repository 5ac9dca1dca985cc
use serde::{Deserialize, Serialize};
use serde_json::Value;
use crate::structs::package_issue::PackageVulnerabilities;
use crate::structs::security_issue::SecurityIssue;

/// Fully-defaulted view of one backend payload: every field present, never
/// an absent value leaking into rendering.
#[derive(Debug, Clone, Default, Serialize, Deserialize)]
pub struct NormalizedReport {
    pub repository_name: Option<String>,
    pub scan_date: Option<String>,
    pub issues: Vec<SecurityIssue>,
    pub packages: PackageVulnerabilities,
    /// Backend-defined malware records, passed through untouched.
    pub malware: Vec<Value>,
}

impl NormalizedReport {
    pub fn total_issues(&self) -> usize {
        self.issues.len()
    }

    pub fn count_by_severity(&self, severity: &str) -> usize {
        self.issues
            .iter()
            .filter(|issue| issue.severity_key() == severity)
            .count()
    }
}
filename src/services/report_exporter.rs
use std::fs;
use std::path::{Path, PathBuf};
use crate::errors::{SecureAiError, SecureAiResult};
use crate::structs::security_issue::SecurityIssue;

const REPORT_HEADER: &str = "ID | File | Issue Type | Severity | Line Number";
const RULE_LINE: &str = "--------------------------------------------------------------------------------";

/// Serializes the issue set into a flat, human-readable text report.
///
/// Known limitation: fields are written verbatim, so a pipe character or
/// newline inside a field will corrupt the tabular summary lines.
pub struct ReportExporter;

impl ReportExporter {
    pub fn render(issues: &[SecurityIssue]) -> String {
        let mut report = String::new();
        report.push_str(REPORT_HEADER);
        report.push('\n');

        for issue in issues {
            report.push_str(RULE_LINE);
            report.push('\n');
            report.push_str(&format!(
                "{} | {} | {} | {} | {}\n",
                issue.id, issue.file_name, issue.issue_type, issue.severity, issue.line_number
            ));
            report.push('\n');
            report.push_str("Description:\n");
            report.push_str(&issue.description);
            report.push('\n');
            report.push('\n');
            report.push_str("Code Snippet:\n");
            report.push_str(&issue.code_snippet);
            report.push('\n');
            report.push('\n');
            report.push_str("Suggested Fix:\n");
            report.push_str(&issue.suggested_fix);
            report.push('\n');
        }

        if !issues.is_empty() {
            report.push_str(RULE_LINE);
            report.push('\n');
        }

        report
    }

    pub fn export_to_file(issues: &[SecurityIssue], path: &Path) -> SecureAiResult<PathBuf> {
        let report = Self::render(issues);

        fs::write(path, report).map_err(|e| {
            SecureAiError::system_error(
                "report export",
                &format!("Failed to write '{}': {}", path.display(), e),
            )
        })?;

        Ok(path.to_path_buf())
    }
}
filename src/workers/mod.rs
pub mod command_runner;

+ + +

In the lines above, locate the string "SecurityIssue". Copy every line where it occurs.

use crate::structs::security_issue::SecurityIssue;
    pub issues: Vec<SecurityIssue>,
use crate::structs::security_issue::SecurityIssue;
    pub fn render(issues: &[SecurityIssue]) -> String {
    pub fn export_to_file(issues: &[SecurityIssue], path: &Path) -> SecureAiResult<PathBuf> {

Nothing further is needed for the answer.